In this study we have examined the notion that some of the habitats that Chagas disease vectors can occupy are of higher quality than others–i.e., that there is a ‘hierarchy’ of triatomine-bug microhabitat quality (Fig 1). We confronted some of the key predictions of this hypothesis with extensive field data gathered before and during an extreme climate event–the severe drought that ravaged the Caatinga in 2012–2016. Using T. brasiliensis as a case-study, we found compelling evidence for the often-assumed, yet seldom tested, idea that substandard rural dwellings are of higher quality for the bugs than the species’ wild microhabitats. Further, our findings indicate that rock microhabitats, where the primarily saxicolous T. brasiliensis probably evolved, are of higher quality than shrubby cacti–which most likely represent secondary habitat. However, our results also suggest that, even if cacti are of low average quality, a few high-quality cacti can act as ‘safe havens’ where relatively large T. brasiliensis populations survive through periods of extremely harsh environmental conditions; the same appears to be true, in contrast, of most rock and dwelling microhabitats (Figs 1 and 2).

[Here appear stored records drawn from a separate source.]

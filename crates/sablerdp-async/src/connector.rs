//! Async drivers for the connection sequence: everything before the TLS
//! upgrade, the CredSSP exchange, and everything after.
//!
//! Every step is bounded by the caller's step timeout; a step that does not
//! complete in time fails the whole connection.

use std::time::Duration;

use sablerdp_connector::credssp::CredsspSequence;
use sablerdp_connector::{
    AuthIdentity, ClientConnector, ClientConnectorState, ConnectionResult, ConnectorError, ConnectorErrorExt as _,
    ConnectorResult, Sequence as _, State as _,
};
use sablerdp_core::WriteBuf;

use crate::framed::{single_sequence_step, Framed, FramedRead, FramedWrite};

#[non_exhaustive]
pub struct ShouldUpgrade;

/// Drives the sequence until the TLS upgrade point (or to completion, when
/// the server fell back to standard RDP security and no upgrade happens).
pub async fn connect_begin<S>(
    framed: &mut Framed<S>,
    connector: &mut ClientConnector,
    step_timeout: Duration,
) -> ConnectorResult<ShouldUpgrade>
where
    S: Sync + FramedRead + FramedWrite,
{
    let mut buf = WriteBuf::new();

    info!("Begin connection procedure");

    while !connector.should_perform_security_upgrade() && !connector.state.is_terminal() {
        timed_step(framed, connector, &mut buf, step_timeout).await?;
    }

    Ok(ShouldUpgrade)
}

#[non_exhaustive]
pub struct Upgraded;

/// Marks the in-place TLS upgrade as done, transitioning the connector past
/// its upgrade state.
pub fn mark_as_upgraded(_: ShouldUpgrade, connector: &mut ClientConnector) -> Upgraded {
    trace!("Marked as upgraded");

    if connector.should_perform_security_upgrade() {
        connector.mark_security_upgrade_as_done();
    }

    Upgraded
}

/// Drives the sequence to completion on the upgraded stream, running the
/// CredSSP exchange first when the connector asks for it.
pub async fn connect_finalize<S>(
    _: Upgraded,
    framed: &mut Framed<S>,
    mut connector: ClientConnector,
    server_public_key: Vec<u8>,
    step_timeout: Duration,
) -> ConnectorResult<ConnectionResult>
where
    S: FramedRead + FramedWrite,
{
    let mut buf = WriteBuf::new();

    if connector.should_perform_credssp() {
        perform_credssp_steps(
            framed,
            connector.config.credentials.clone(),
            &mut buf,
            server_public_key,
            step_timeout,
        )
        .await?;
        connector.mark_credssp_as_done();
    }

    let result = loop {
        // The sequence may already have completed before the upgrade point
        // (standard RDP security has no upgrade).
        if matches!(connector.state, ClientConnectorState::Connected { .. }) {
            match core::mem::take(&mut connector.state) {
                ClientConnectorState::Connected { result } => break result,
                _ => unreachable!("just matched"),
            }
        }

        timed_step(framed, &mut connector, &mut buf, step_timeout).await?;
    };

    info!("Connected with success");

    Ok(result)
}

async fn timed_step<S>(
    framed: &mut Framed<S>,
    connector: &mut ClientConnector,
    buf: &mut WriteBuf,
    step_timeout: Duration,
) -> ConnectorResult<()>
where
    S: FramedRead + FramedWrite,
{
    tokio::time::timeout(step_timeout, single_sequence_step(framed, connector, buf))
        .await
        .map_err(|_| step_timeout_err(connector.state.name()))?
}

fn step_timeout_err(state: &'static str) -> ConnectorError {
    ConnectorError::reason(state, "connection sequence step timed out")
}

async fn perform_credssp_steps<S>(
    framed: &mut Framed<S>,
    credentials: AuthIdentity,
    buf: &mut WriteBuf,
    server_public_key: Vec<u8>,
    step_timeout: Duration,
) -> ConnectorResult<()>
where
    S: FramedRead + FramedWrite,
{
    let mut credssp = CredsspSequence::new(credentials, server_public_key);

    while !credssp.is_done() {
        buf.clear();

        let input;
        let input_ref = if let Some(hint) = credssp.next_pdu_hint() {
            debug!(hint = ?hint, "Wait for TSRequest");

            input = tokio::time::timeout(step_timeout, framed.read_by_hint(hint))
                .await
                .map_err(|_| step_timeout_err("Credssp"))?
                .map_err(|e| sablerdp_connector::custom_err!("read frame by hint", e))?;

            Some(&input[..])
        } else {
            None
        };

        let written = credssp.step(input_ref, buf)?;

        if let Some(response_len) = written.size() {
            let response = &buf[..response_len];
            trace!(response_len, "Send TSRequest");
            tokio::time::timeout(step_timeout, framed.write_all(response))
                .await
                .map_err(|_| step_timeout_err("Credssp"))?
                .map_err(|e| sablerdp_connector::custom_err!("write all", e))?;
        }
    }

    Ok(())
}
use bitflags::bitflags;
use sablerdp_core::{
    ensure_fixed_part_size, read_padding, write_padding, Decode, DecodeResult, Encode, EncodeResult, ReadCursor,
    WriteCursor,
};

#[derive(Debug, Clone, PartialEq, Eq)]
pub struct UnicodePdu {
    pub flags: KeyboardFlags,
    pub unicode_code: u16,
}

impl UnicodePdu {
    const NAME: &'static str = "UnicodePdu";

    const FIXED_PART_SIZE: usize = 2 /* flags */ + 2 /* code */ + 2 /* padding */;
}

impl Encode for UnicodePdu {
    fn encode(&self, dst: &mut WriteCursor<'_>) -> EncodeResult<()> {
        ensure_fixed_part_size!(in: dst);

        dst.write_u16(self.flags.bits());
        dst.write_u16(self.unicode_code);
        write_padding!(dst, 2);

        Ok(())
    }

    fn name(&self) -> &'static str {
        Self::NAME
    }

    fn size(&self) -> usize {
        Self::FIXED_PART_SIZE
    }
}

impl<'de> Decode<'de> for UnicodePdu {
    fn decode(src: &mut ReadCursor<'de>) -> DecodeResult<Self> {
        ensure_fixed_part_size!(in: src);

        let flags = KeyboardFlags::from_bits_truncate(src.read_u16());
        let unicode_code = src.read_u16();
        read_padding!(src, 2);

        Ok(Self { flags, unicode_code })
    }
}

bitflags! {
    #[derive(Debug, Clone, Copy, PartialEq, Eq, PartialOrd, Ord, Hash)]
    pub struct KeyboardFlags: u16 {
        const RELEASE = 0x8000;
    }
}
//! Licensing: this client accepts the "license error — valid client" short
//! circuit and treats every other licensing reply as fatal.

use std::mem;

use sablerdp_core::WriteBuf;
use sablerdp_pdu::rdp::server_license::LicenseMessage;
use sablerdp_pdu::PduHint;

use crate::{
    decode_send_data_indication, ConnectorError, ConnectorErrorExt as _, ConnectorResult, Sequence, State, Written,
};

#[derive(Default, Debug)]
#[non_exhaustive]
pub enum LicenseExchangeState {
    #[default]
    Consumed,

    WaitLicenseMessage,
    Finished,
}

impl State for LicenseExchangeState {
    fn name(&self) -> &'static str {
        match self {
            Self::Consumed => "Consumed",
            Self::WaitLicenseMessage => "WaitLicenseMessage",
            Self::Finished => "Finished",
        }
    }

    fn is_terminal(&self) -> bool {
        matches!(self, Self::Finished)
    }

    fn as_any(&self) -> &dyn core::any::Any {
        self
    }
}

#[derive(Debug)]
pub struct LicenseExchangeSequence {
    pub state: LicenseExchangeState,
}

impl LicenseExchangeSequence {
    pub fn new() -> Self {
        Self {
            state: LicenseExchangeState::WaitLicenseMessage,
        }
    }
}

impl Default for LicenseExchangeSequence {
    fn default() -> Self {
        Self::new()
    }
}

impl Sequence for LicenseExchangeSequence {
    fn next_pdu_hint(&self) -> Option<&dyn PduHint> {
        match self.state {
            LicenseExchangeState::WaitLicenseMessage => Some(&sablerdp_pdu::X224_HINT),
            _ => None,
        }
    }

    fn state(&self) -> &dyn State {
        &self.state
    }

    fn step(&mut self, input: &[u8], _output: &mut WriteBuf) -> ConnectorResult<Written> {
        let (written, next_state) = match mem::take(&mut self.state) {
            LicenseExchangeState::Consumed => {
                return Err(general_err!("license exchange sequence state is consumed (this is a bug)"))
            }

            LicenseExchangeState::WaitLicenseMessage => {
                let indication = decode_send_data_indication(input)?;
                let message = sablerdp_core::decode::<LicenseMessage>(indication.user_data.as_ref())
                    .map_err(ConnectorError::decode)?;

                match message {
                    LicenseMessage::ValidClient => {
                        debug!("Server granted the valid-client license short circuit");
                        (Written::Nothing, LicenseExchangeState::Finished)
                    }
                    LicenseMessage::ErrorAlert {
                        error_code,
                        state_transition,
                    } => {
                        return Err(reason_err!(
                            "LicenseExchange",
                            "licensing error alert: code 0x{error_code:08X}, state transition {state_transition}",
                        ))
                    }
                    LicenseMessage::Unsupported { msg_type } => {
                        return Err(reason_err!(
                            "LicenseExchange",
                            "server started a full licensing exchange (message type 0x{msg_type:02X}), which this client does not support",
                        ))
                    }
                }
            }

            LicenseExchangeState::Finished => return Err(general_err!("license exchange is already finished")),
        };

        self.state = next_state;

        Ok(written)
    }
}

#[cfg(test)]
mod tests {
    use super::*;
    use sablerdp_core::encode_vec;
    use sablerdp_pdu::mcs::SendDataIndication;
    use sablerdp_pdu::x224::X224;
    use std::borrow::Cow;

    fn license_frame(payload: &[u8]) -> Vec<u8> {
        encode_vec(&X224(SendDataIndication {
            initiator_id: 1002,
            channel_id: 1003,
            user_data: Cow::Borrowed(payload),
        }))
        .unwrap()
    }

    #[test]
    fn valid_client_completes_the_sequence() {
        let payload = [
            0x80, 0x00, 0x00, 0x00, // SEC_LICENSE_PKT
            0xFF, 0x03, 0x10, 0x00, // ERROR_ALERT preamble
            0x07, 0x00, 0x00, 0x00, // STATUS_VALID_CLIENT
            0x02, 0x00, 0x00, 0x00, // ST_NO_TRANSITION
            0x28, 0x00, 0x00, 0x00, // empty error blob
        ];

        let mut sequence = LicenseExchangeSequence::new();
        let mut buf = WriteBuf::new();

        sequence.step(&license_frame(&payload), &mut buf).unwrap();
        assert!(sequence.state.is_terminal());
    }

    #[test]
    fn full_licensing_exchange_is_fatal() {
        let payload = [
            0x80, 0x00, 0x00, 0x00, // SEC_LICENSE_PKT
            0x01, 0x03, 0x04, 0x00, // LICENSE_REQUEST preamble
        ];

        let mut sequence = LicenseExchangeSequence::new();
        let mut buf = WriteBuf::new();

        assert!(sequence.step(&license_frame(&payload), &mut buf).is_err());
    }
}
//! Server licensing messages.
//!
//! This client implements the "license error — valid client" short circuit
//! only: the server acknowledges the connection without a licensing exchange
//! by sending an ERROR_ALERT with STATUS_VALID_CLIENT. Any other licensing
//! message is surfaced so the caller can fail the connection.

use sablerdp_core::{
    ensure_fixed_part_size, ensure_size, invalid_field_err, Decode, DecodeResult, ReadCursor,
};

use crate::rdp::headers::BasicSecurityHeader;

const ERROR_ALERT_MSG_TYPE: u8 = 0xFF;

const STATUS_VALID_CLIENT: u32 = 0x0000_0007;
const ST_NO_TRANSITION: u32 = 0x0000_0002;

/// The licensing preamble (LICENSE_PREAMBLE).
#[derive(Debug, Clone, PartialEq, Eq)]
pub struct LicensePreamble {
    pub msg_type: u8,
    pub flags: u8,
    pub msg_size: u16,
}

impl LicensePreamble {
    const NAME: &'static str = "LicensePreamble";

    const FIXED_PART_SIZE: usize = 1 /* bMsgType */ + 1 /* flags */ + 2 /* wMsgSize */;
}

impl<'de> Decode<'de> for LicensePreamble {
    fn decode(src: &mut ReadCursor<'de>) -> DecodeResult<Self> {
        ensure_fixed_part_size!(in: src);

        let msg_type = src.read_u8();
        let flags = src.read_u8();
        let msg_size = src.read_u16();

        Ok(Self {
            msg_type,
            flags,
            msg_size,
        })
    }
}

/// The licensing message following the basic security header.
#[derive(Debug, Clone, PartialEq, Eq)]
pub enum LicenseMessage {
    /// ERROR_ALERT with STATUS_VALID_CLIENT: no licensing exchange required.
    ValidClient,
    /// ERROR_ALERT carrying an actual error.
    ErrorAlert { error_code: u32, state_transition: u32 },
    /// Any other licensing message (new-license or platform-challenge flow).
    Unsupported { msg_type: u8 },
}

impl LicenseMessage {
    const NAME: &'static str = "LicenseMessage";
}

impl<'de> Decode<'de> for LicenseMessage {
    fn decode(src: &mut ReadCursor<'de>) -> DecodeResult<Self> {
        let _security_header = BasicSecurityHeader::decode(src)?;

        let preamble = LicensePreamble::decode(src)?;

        if preamble.msg_type != ERROR_ALERT_MSG_TYPE {
            return Ok(Self::Unsupported {
                msg_type: preamble.msg_type,
            });
        }

        // LICENSE_ERROR_MESSAGE
        ensure_size!(ctx: Self::NAME, in: src, size: 4 + 4);
        let error_code = src.read_u32();
        let state_transition = src.read_u32();

        // The trailing error blob (wBlobType, wBlobLen, data) carries nothing
        // useful for the valid-client case.
        if src.len() >= 4 {
            let _blob_type = src.read_u16();
            let blob_len = usize::from(src.read_u16());
            if src.len() < blob_len {
                return Err(invalid_field_err!("bBlobLen", "error blob length out of bounds"));
            }
            src.advance(blob_len);
        }

        if error_code == STATUS_VALID_CLIENT && state_transition == ST_NO_TRANSITION {
            Ok(Self::ValidClient)
        } else {
            Ok(Self::ErrorAlert {
                error_code,
                state_transition,
            })
        }
    }
}

#[cfg(test)]
mod tests {
    use super::*;
    use sablerdp_core::decode;

    #[test]
    fn valid_client_error_alert_short_circuits() {
        let bytes = [
            0x80, 0x00, 0x00, 0x00, // security header: SEC_LICENSE_PKT
            0xFF, 0x03, 0x10, 0x00, // preamble: ERROR_ALERT, v3, 16 bytes
            0x07, 0x00, 0x00, 0x00, // STATUS_VALID_CLIENT
            0x02, 0x00, 0x00, 0x00, // ST_NO_TRANSITION
            0x28, 0x00, 0x00, 0x00, // error blob: type BB_ERROR_BLOB, len 0
        ];

        let message: LicenseMessage = decode(&bytes).unwrap();
        assert_eq!(message, LicenseMessage::ValidClient);
    }

    #[test]
    fn other_licensing_messages_are_reported() {
        let bytes = [
            0x80, 0x00, 0x00, 0x00, // security header
            0x01, 0x03, 0x04, 0x00, // preamble: LICENSE_REQUEST
        ];

        let message: LicenseMessage = decode(&bytes).unwrap();
        assert_eq!(message, LicenseMessage::Unsupported { msg_type: 0x01 });
    }
}
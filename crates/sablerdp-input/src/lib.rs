//! Builders turning caller intentions (click here, type this) into ordered
//! RDP input event lists, plus the web key code → scancode table.

pub mod keymap;

use std::time::Duration;

use smallvec::SmallVec;

use sablerdp_pdu::input::mouse::{MousePdu, PointerFlags};
use sablerdp_pdu::input::scan_code::{KeyboardFlags as ScanCodeFlags, ScanCodePdu};
use sablerdp_pdu::input::unicode::{KeyboardFlags as UnicodeFlags, UnicodePdu};
use sablerdp_pdu::input::InputEvent;

/// The spacing between the two clicks of a double-click; anything at or
/// under the system double-click interval is accepted by servers.
pub const DOUBLE_CLICK_INTERVAL: Duration = Duration::from_millis(250);

/// The scancode high byte selecting the extended-key flag.
pub const EXTENDED_SCANCODE_PREFIX: u16 = 0xE000;

#[derive(Debug, Clone, Copy, PartialEq, Eq)]
pub enum MouseButton {
    Left,
    Middle,
    Right,
}

impl MouseButton {
    fn flags(self) -> PointerFlags {
        match self {
            Self::Left => PointerFlags::LEFT_BUTTON,
            Self::Middle => PointerFlags::MIDDLE_BUTTON_OR_WHEEL,
            Self::Right => PointerFlags::RIGHT_BUTTON,
        }
    }
}

fn mouse_event(flags: PointerFlags, x: u16, y: u16) -> InputEvent {
    InputEvent::Mouse(MousePdu {
        flags,
        number_of_wheel_rotation_units: 0,
        x_position: x,
        y_position: y,
    })
}

/// A pointer move to absolute coordinates.
pub fn mouse_move(x: u16, y: u16) -> SmallVec<[InputEvent; 2]> {
    SmallVec::from_iter([mouse_event(PointerFlags::MOVE, x, y)])
}

pub fn mouse_button_down(button: MouseButton, x: u16, y: u16) -> SmallVec<[InputEvent; 2]> {
    SmallVec::from_iter([mouse_event(PointerFlags::DOWN | button.flags(), x, y)])
}

pub fn mouse_button_up(button: MouseButton, x: u16, y: u16) -> SmallVec<[InputEvent; 2]> {
    SmallVec::from_iter([mouse_event(button.flags(), x, y)])
}

/// A click: move to the target, press, release.
pub fn mouse_click(button: MouseButton, x: u16, y: u16) -> SmallVec<[InputEvent; 4]> {
    SmallVec::from_iter([
        mouse_event(PointerFlags::MOVE, x, y),
        mouse_event(PointerFlags::DOWN | button.flags(), x, y),
        mouse_event(button.flags(), x, y),
    ])
}

/// A drag: press at the origin, move, release at the destination.
pub fn mouse_drag(
    button: MouseButton,
    from_x: u16,
    from_y: u16,
    to_x: u16,
    to_y: u16,
) -> SmallVec<[InputEvent; 5]> {
    SmallVec::from_iter([
        mouse_event(PointerFlags::MOVE, from_x, from_y),
        mouse_event(PointerFlags::DOWN | button.flags(), from_x, from_y),
        mouse_event(PointerFlags::MOVE, to_x, to_y),
        mouse_event(button.flags(), to_x, to_y),
    ])
}

/// A vertical wheel rotation; positive is away from the user.
pub fn mouse_wheel(x: u16, y: u16, delta: i16) -> SmallVec<[InputEvent; 2]> {
    SmallVec::from_iter([InputEvent::Mouse(MousePdu {
        flags: PointerFlags::VERTICAL_WHEEL,
        number_of_wheel_rotation_units: delta,
        x_position: x,
        y_position: y,
    })])
}

fn scancode_flags(scancode: u16, release: bool) -> ScanCodeFlags {
    let mut flags = if release {
        ScanCodeFlags::RELEASE
    } else {
        ScanCodeFlags::DOWN
    };

    // The high byte of an extended scancode selects the flag.
    if scancode & EXTENDED_SCANCODE_PREFIX == EXTENDED_SCANCODE_PREFIX {
        flags |= ScanCodeFlags::EXTENDED;
    }

    flags
}

pub fn key_down(scancode: u16) -> SmallVec<[InputEvent; 2]> {
    SmallVec::from_iter([InputEvent::ScanCode(ScanCodePdu {
        flags: scancode_flags(scancode, false),
        key_code: scancode & 0xFF,
    })])
}

pub fn key_up(scancode: u16) -> SmallVec<[InputEvent; 2]> {
    SmallVec::from_iter([InputEvent::ScanCode(ScanCodePdu {
        flags: scancode_flags(scancode, true),
        key_code: scancode & 0xFF,
    })])
}

/// A full key stroke: press then release.
pub fn key_stroke(scancode: u16) -> SmallVec<[InputEvent; 2]> {
    let mut events = key_down(scancode);
    events.extend(key_up(scancode));
    events
}

/// Unicode key events for one character: a press and a release per UTF-16
/// code unit, so characters outside the BMP travel as surrogate pairs.
pub fn unicode_character(character: char) -> SmallVec<[InputEvent; 4]> {
    let mut units = [0u16; 2];
    let units = character.encode_utf16(&mut units);

    let mut events = SmallVec::new();

    for unit in units.iter() {
        events.push(InputEvent::Unicode(UnicodePdu {
            flags: UnicodeFlags::empty(),
            unicode_code: *unit,
        }));
        events.push(InputEvent::Unicode(UnicodePdu {
            flags: UnicodeFlags::RELEASE,
            unicode_code: *unit,
        }));
    }

    events
}

/// Unicode events typing the whole string, code point by code point.
pub fn unicode_text(text: &str) -> Vec<InputEvent> {
    text.chars().flat_map(|c| unicode_character(c).into_iter()).collect()
}

#[cfg(test)]
mod tests {
    use super::*;

    #[test]
    fn click_is_move_down_up() {
        let events = mouse_click(MouseButton::Left, 100, 200);

        let flags: Vec<u16> = events
            .iter()
            .map(|event| match event {
                InputEvent::Mouse(pdu) => pdu.flags.bits(),
                _ => panic!("expected mouse events"),
            })
            .collect();

        assert_eq!(flags, [0x0800, 0x9000, 0x1000]);

        for event in &events {
            let InputEvent::Mouse(pdu) = event else {
                panic!("expected mouse events")
            };
            assert_eq!((pdu.x_position, pdu.y_position), (100, 200));
        }
    }

    #[test]
    fn extended_scancode_sets_the_flag() {
        let events = key_down(0xE048); // ArrowUp

        let InputEvent::ScanCode(pdu) = &events[0] else {
            panic!("expected a scancode event")
        };

        assert!(pdu.flags.contains(ScanCodeFlags::EXTENDED));
        assert_eq!(pdu.key_code, 0x48);
    }

    #[test]
    fn plain_scancode_has_no_extended_flag() {
        let events = key_stroke(0x1C); // Enter

        let InputEvent::ScanCode(down) = &events[0] else {
            panic!("expected a scancode event")
        };
        let InputEvent::ScanCode(up) = &events[1] else {
            panic!("expected a scancode event")
        };

        assert_eq!(down.flags, ScanCodeFlags::DOWN);
        assert_eq!(up.flags, ScanCodeFlags::RELEASE);
    }

    #[test]
    fn text_sends_press_and_release_per_code_point() {
        let events = unicode_text("Aé");

        assert_eq!(events.len(), 4);

        let codes: Vec<u16> = events
            .iter()
            .map(|event| match event {
                InputEvent::Unicode(pdu) => pdu.unicode_code,
                _ => panic!("expected unicode events"),
            })
            .collect();

        assert_eq!(codes, [0x0041, 0x0041, 0x00E9, 0x00E9]);
    }

    #[test]
    fn non_bmp_character_travels_as_a_surrogate_pair() {
        let events = unicode_text("🙂");

        // Two code units, each pressed and released.
        assert_eq!(events.len(), 4);

        let InputEvent::Unicode(first) = &events[0] else {
            panic!("expected unicode events")
        };
        assert!(matches!(first.unicode_code, 0xD800..=0xDBFF));
    }

    #[test]
    fn wheel_delta_is_carried() {
        let events = mouse_wheel(10, 10, -3);

        let InputEvent::Mouse(pdu) = &events[0] else {
            panic!("expected a mouse event")
        };

        assert!(pdu.flags.contains(PointerFlags::VERTICAL_WHEEL));
        assert_eq!(pdu.number_of_wheel_rotation_units, -3);
    }
}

Triatomines probably evolved from nest-dwelling, arthropod-feeding ancestors [1,4,48], and now occupy protected microhabitats in close association with their vertebrate hosts [1,3,5,7] (Table 1). The quality of those microhabitats is thought to depend on (i) whether the physical substrate is adequate for the bugs’ hiding, resting, foraging, mating, and egg-laying requirements; (ii) whether the microclimate is adequate for bug development, survival, and reproduction; and (iii) whether the vertebrate-blood supply is adequate in terms of quality, amount, and temporal stability [1,3,7,49]. Here, ‘adequate’ is defined relative to the physical substrate, microclimate, and blood sources each bug species is adapted to–i.e., relative to the characteristics of the ‘primary’ microhabitats where the species evolved. Many triatomine species, however, can also breed in ‘secondary’ microhabitats–including, in some cases, man-made habitats. Theory predicts that, all else being equal, secondary habitat should be of lower overall quality than the primary habitat each species is adapted to [50]. If, however, adequate substrate, microclimate, and blood supply are available in some secondary microhabitats, then they might become high-quality–possibly even higher-quality than the species’ primary habitat if, for example, food availability is enhanced or if there is ‘ecological release’ from predators or competitors [51,52]. In the absence of bug-control interventions, this appears to be the case of some human dwellings [1,3]. Further, the highly aggregated distribution of wild triatomine populations, with many small and very few large colonies [7], suggests that natural microhabitats, either primary or secondary, may also vary in their quality. While these observations clearly hint at the existence of a ‘hierarchy’ of triatomine-bug microhabitat quality, from top-quality dwellings through good-quality primary to poor-quality secondary wild habitats (Fig 1), a formal test of this hypothesis was apparently unavailable before this report.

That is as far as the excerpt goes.